National Museum of Roman Art

The project began as the need for a retaining wall for a street –José Ramón Mélida– endangered by the work of the archaeologists, who had excavated an entire block and found what they expected: aqueducts, peristyles of Roman houses, foundations of Renaissance patios, cisterns, drainage channels and even the remains of a Paleo-Christian church.

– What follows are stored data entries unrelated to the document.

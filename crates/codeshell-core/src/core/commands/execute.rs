//! Command execution against a session and a workspace.

use chrono::Local;

use super::filters;
use super::{Command, CommandResult, ExecOutcome, PathArg};
use crate::config::{DEFAULT_HOME, GIT_STATUS_TEXT, HELP_TEXT, NPM_START_BANNER};
use crate::core::env;
use crate::core::error::{ShellError, ShellResult};
use crate::core::parser::{ParsedCommand, parse_with_env};
use crate::core::path;
use crate::core::session::TerminalSession;
use crate::core::store::PersistenceStore;
use crate::core::workspace::Workspace;
use crate::models::{ExecState, HistoryEntry, NodeType};

/// A failure together with the command that produced it.
struct StageError {
    command: String,
    error: ShellError,
}

impl StageError {
    fn new(stage: &ParsedCommand, error: ShellError) -> Self {
        Self {
            command: stage.command.to_lowercase(),
            error,
        }
    }

    /// Terminal text: `cmd: message`, unless the message names its origin.
    fn render(&self) -> String {
        if self.command.is_empty() || self.error.is_self_describing() {
            self.error.to_string()
        } else {
            format!("{}: {}", self.command, self.error)
        }
    }
}

/// Execute one command line in `session`.
///
/// The line is echoed into history and appended to the recall log, then
/// parsed with the session environment and run stage by stage. Output and
/// errors are appended to history; nothing is returned as `Err`.
///
/// A session that is still streaming rejects the line with `Busy` and only
/// records the error.
pub async fn execute<S: PersistenceStore>(
    session: &mut TerminalSession,
    workspace: &mut Workspace<S>,
    line: &str,
) -> ExecOutcome {
    let line = line.trim();
    if line.is_empty() {
        return ExecOutcome::default();
    }

    if session.is_running() {
        let error = ShellError::Busy {
            active: session.active_command().unwrap_or_default().to_string(),
        };
        session.push_entry(HistoryEntry::error(error.to_string()));
        return ExecOutcome::failed(error.kind());
    }

    session.push_entry(HistoryEntry::command(line));
    session.record_command(line);
    persist_command_log(session, workspace.store()).await;

    tracing::debug!(session = %session.id(), command = %line, "executing");
    session.begin(line);

    let result = match parse_with_env(line, session.env()) {
        Ok(parsed) => run_chain(&parsed, session, workspace).await,
        Err(e) => Err(StageError {
            command: String::new(),
            error: e.into(),
        }),
    };

    match result {
        Ok(result) => {
            for output in &result.output {
                session.push_entry(HistoryEntry::output(output.clone()));
            }
            let streaming = match result.stream {
                Some(lines) if !lines.is_empty() => {
                    session.start_stream(lines);
                    true
                }
                _ => {
                    session.finish(ExecState::Succeeded);
                    false
                }
            };
            ExecOutcome {
                output_lines: result.output,
                error: None,
                streaming,
            }
        }
        Err(failure) => {
            let message = failure.render();
            tracing::debug!(session = %session.id(), error = %message, "command failed");
            session.push_entry(HistoryEntry::error(message));
            session.finish(ExecState::Failed);
            ExecOutcome::failed(failure.error.kind())
        }
    }
}

async fn persist_command_log<S: PersistenceStore>(session: &TerminalSession, store: &S) {
    let log = session.command_log().to_vec();
    if let Err(e) = store.save_command_log(session.id(), &log).await {
        tracing::warn!(session = %session.id(), error = %e, "failed to persist command log");
    }
}

/// Run every stage of a pipe chain, left to right.
///
/// Each stage's output text is the next stage's piped input. A stage with a
/// redirect writes its output and passes nothing on. Streaming output is
/// only kept for a lone, unredirected command.
async fn run_chain<S: PersistenceStore>(
    parsed: &ParsedCommand,
    session: &mut TerminalSession,
    workspace: &mut Workspace<S>,
) -> Result<CommandResult, StageError> {
    let stages: Vec<&ParsedCommand> = parsed.stages().collect();
    let single = stages.len() == 1;
    let mut input: Option<String> = None;
    let mut last = CommandResult::empty();

    for stage in stages {
        let command =
            Command::parse(&stage.command, &stage.args).map_err(|e| StageError::new(stage, e))?;
        let mut result = run_command(command, session, workspace, input.as_deref())
            .await
            .map_err(|e| StageError::new(stage, e))?;

        if !single {
            if let Some(lines) = result.stream.take() {
                result.output = lines;
            }
        }

        if let Some(redirect) = &stage.redirect {
            let write = async {
                let target = resolve_arg(session, &redirect.target)?;
                workspace
                    .write_file(&target, &result.text(), redirect.mode)
                    .await
            };
            write.await.map_err(|e| StageError::new(stage, e))?;
            result = CommandResult::empty();
        }

        input = Some(result.text());
        last = result;
    }

    Ok(last)
}

async fn run_command<S: PersistenceStore>(
    command: Command,
    session: &mut TerminalSession,
    workspace: &mut Workspace<S>,
    input: Option<&str>,
) -> ShellResult<CommandResult> {
    match command {
        Command::Help => Ok(lines_of(HELP_TEXT)),
        Command::Clear => {
            session.clear_history();
            Ok(CommandResult::empty())
        }
        Command::Ls(dir) => {
            let target = match dir {
                Some(dir) => resolve_arg(session, dir.as_str())?,
                None => session.current_dir().to_string(),
            };
            let names = workspace
                .tree()
                .children_of(&target)?
                .iter()
                .map(|node| node.name.clone())
                .collect();
            Ok(CommandResult::output(names))
        }
        Command::Pwd => Ok(CommandResult::line(session.current_dir())),
        Command::Echo(text) => Ok(CommandResult::line(text)),
        Command::Date => Ok(CommandResult::line(
            Local::now().format("%a %b %e %H:%M:%S %Y").to_string(),
        )),
        Command::Mkdir { paths, parents } => {
            for dir in &paths {
                let target = resolve_arg(session, dir.as_str())?;
                if parents {
                    create_parents(workspace, &target).await?;
                } else {
                    create(workspace, &target, NodeType::Folder).await?;
                }
            }
            Ok(CommandResult::empty())
        }
        Command::Touch(paths) => {
            for file in &paths {
                let target = resolve_arg(session, file.as_str())?;
                create(workspace, &target, NodeType::File).await?;
            }
            Ok(CommandResult::empty())
        }
        Command::Cd(dir) => {
            let target = match dir {
                Some(dir) => resolve_arg(session, dir.as_str())?,
                None => home(session),
            };
            let tree = workspace.tree();
            if !tree.exists(&target) {
                return Err(ShellError::PathNotFound(target));
            }
            if !tree.is_folder(&target) {
                return Err(ShellError::NotADirectory(target));
            }
            session.set_current_dir(target);
            Ok(CommandResult::empty())
        }
        Command::Rm { paths, recursive } => {
            for target in &paths {
                let target = resolve_arg(session, target.as_str())?;
                workspace.remove_node(&target, recursive).await?;
            }
            Ok(CommandResult::empty())
        }
        Command::Mv {
            sources,
            destination,
        } => {
            let destination = resolve_destination(session, workspace, &sources, &destination)?;
            for source in &sources {
                let source = resolve_arg(session, source.as_str())?;
                if workspace.tree().is_folder(&destination) {
                    workspace.move_node(&source, &destination).await?;
                } else {
                    workspace.relocate_node(&source, &destination).await?;
                }
            }
            Ok(CommandResult::empty())
        }
        Command::Cp {
            sources,
            destination,
        } => {
            let destination = resolve_destination(session, workspace, &sources, &destination)?;
            for source in &sources {
                let source = resolve_arg(session, source.as_str())?;
                if workspace.tree().is_folder(&destination) {
                    workspace.copy_node(&source, &destination).await?;
                } else {
                    workspace.copy_to(&source, &destination).await?;
                }
            }
            Ok(CommandResult::empty())
        }
        Command::Cat(file) => {
            let text = read_source(session, workspace, file.as_ref(), input, "cat")?;
            Ok(lines_of(&text))
        }
        Command::Grep {
            pattern,
            file,
            ignore_case,
        } => {
            let regex = filters::compile_pattern(&pattern, ignore_case)?;
            let text = read_source(session, workspace, file.as_ref(), input, "grep")?;
            Ok(CommandResult::output(filters::grep(&regex, &text)))
        }
        Command::Head { lines, file } => {
            let text = read_source(session, workspace, file.as_ref(), input, "head")?;
            Ok(CommandResult::output(filters::head(&text, lines)))
        }
        Command::Tail { lines, file } => {
            let text = read_source(session, workspace, file.as_ref(), input, "tail")?;
            Ok(CommandResult::output(filters::tail(&text, lines)))
        }
        Command::Wc(file) => {
            let text = read_source(session, workspace, file.as_ref(), input, "wc")?;
            let (lines, words, bytes) = filters::word_count(&text);
            let line = match &file {
                Some(file) => format!("{} {} {} {}", lines, words, bytes, file),
                None => format!("{} {} {}", lines, words, bytes),
            };
            Ok(CommandResult::line(line))
        }
        Command::Export(operands) => {
            if operands.is_empty() {
                return Ok(CommandResult::output(env::format_export_output(session.env())));
            }
            for operand in &operands {
                let (name, value) = env::parse_assignment(operand, session.env())?;
                session.env_mut().insert(name, value);
            }
            Ok(CommandResult::empty())
        }
        Command::Unset(names) => {
            for name in &names {
                if !env::is_valid_var_name(name) {
                    return Err(ShellError::InvalidVariableName(name.clone()));
                }
                session.env_mut().remove(name);
            }
            Ok(CommandResult::empty())
        }
        Command::Env => Ok(CommandResult::output(env::format_env_output(session.env()))),
        Command::History => {
            let lines = session
                .command_log()
                .iter()
                .enumerate()
                .map(|(i, line)| format!("{:>4}  {}", i + 1, line))
                .collect();
            Ok(CommandResult::output(lines))
        }
        Command::NpmStart => Ok(CommandResult::stream(
            NPM_START_BANNER.lines().map(str::to_string).collect(),
        )),
        Command::GitStatus => Ok(lines_of(GIT_STATUS_TEXT)),
    }
}

// =============================================================================
// Helpers
// =============================================================================

fn lines_of(text: &str) -> CommandResult {
    CommandResult::output(text.lines().map(str::to_string).collect())
}

fn home(session: &TerminalSession) -> String {
    session
        .env()
        .get("HOME")
        .cloned()
        .unwrap_or_else(|| DEFAULT_HOME.to_string())
}

/// Resolve a path operand against the session: `~` expansion, then the
/// working directory.
fn resolve_arg(session: &TerminalSession, arg: &str) -> ShellResult<String> {
    let expanded = if arg == "~" {
        home(session)
    } else if let Some(rest) = arg.strip_prefix("~/") {
        path::join(&home(session), rest)
    } else {
        arg.to_string()
    };
    if !path::is_supported(&expanded) {
        return Err(ShellError::UnsupportedPath(arg.to_string()));
    }
    Ok(path::resolve(session.current_dir(), &expanded))
}

/// Resolve the `mv`/`cp` destination. Several sources need a folder.
fn resolve_destination<S: PersistenceStore>(
    session: &TerminalSession,
    workspace: &Workspace<S>,
    sources: &[PathArg],
    destination: &PathArg,
) -> ShellResult<String> {
    let destination = resolve_arg(session, destination.as_str())?;
    if sources.len() > 1 && !workspace.tree().is_folder(&destination) {
        return Err(ShellError::NotADirectory(destination));
    }
    Ok(destination)
}

async fn create<S: PersistenceStore>(
    workspace: &mut Workspace<S>,
    target: &str,
    node_type: NodeType,
) -> ShellResult<String> {
    let parent = path::parent(target);
    workspace
        .create_node(&parent, path::file_name(target), node_type)
        .await
}

/// `mkdir -p`: create every missing folder on the way to `target`.
async fn create_parents<S: PersistenceStore>(
    workspace: &mut Workspace<S>,
    target: &str,
) -> ShellResult<()> {
    let mut current = path::ROOT.to_string();
    for segment in target.split('/').filter(|s| !s.is_empty()) {
        let next = path::join(&current, segment);
        if !workspace.tree().exists(&next) {
            workspace
                .create_node(&current, segment, NodeType::Folder)
                .await?;
        } else if !workspace.tree().is_folder(&next) {
            return Err(ShellError::NotADirectory(next));
        }
        current = next;
    }
    Ok(())
}

/// Text a filter reads: the file operand if given, else the piped input.
fn read_source<S: PersistenceStore>(
    session: &TerminalSession,
    workspace: &Workspace<S>,
    file: Option<&PathArg>,
    input: Option<&str>,
    command: &'static str,
) -> ShellResult<String> {
    match (file, input) {
        (Some(file), _) => {
            let target = resolve_arg(session, file.as_str())?;
            let node = workspace
                .tree()
                .lookup(&target)
                .ok_or_else(|| ShellError::PathNotFound(target.clone()))?;
            node.content()
                .map(str::to_string)
                .ok_or(ShellError::NotAFile(target))
        }
        (None, Some(input)) => Ok(input.to_string()),
        (None, None) => Err(ShellError::MissingArgument {
            command,
            operand: "file",
        }),
    }
}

Building on what has been built, building on land densely occupied by ruins, is the task entrusted to the work. The direct, immediate and obvious allusion to Roman civilization seemed little less than inevitable when building a museum on that site. Using the same means of construction, using the same techniques, always seemed the most respectful way of coexisting with the existing ruins. Faced with the dilemma of replicating and insisting on the orientations defined by the Roman constructions or recognizing the traces of contemporary Mérida, it was the latter –the guidelines perpendicular to the aforementioned José Ramón Mélida street– that prevailed. The new museum came to be the recovery of the lost continuity between the Roman Mérida and the Mérida of our days: the new museum, therefore, as the most recent episode of what had been the history of that place. Which was as much as telling the entire history of the city, the history of Mérida, not just Roman Mérida. But the use of quasi-Roman means of construction does not exclude that the architectural mechanisms are contemporary, thus producing the counterpoint in which, in our opinion, lies the attraction of the museum.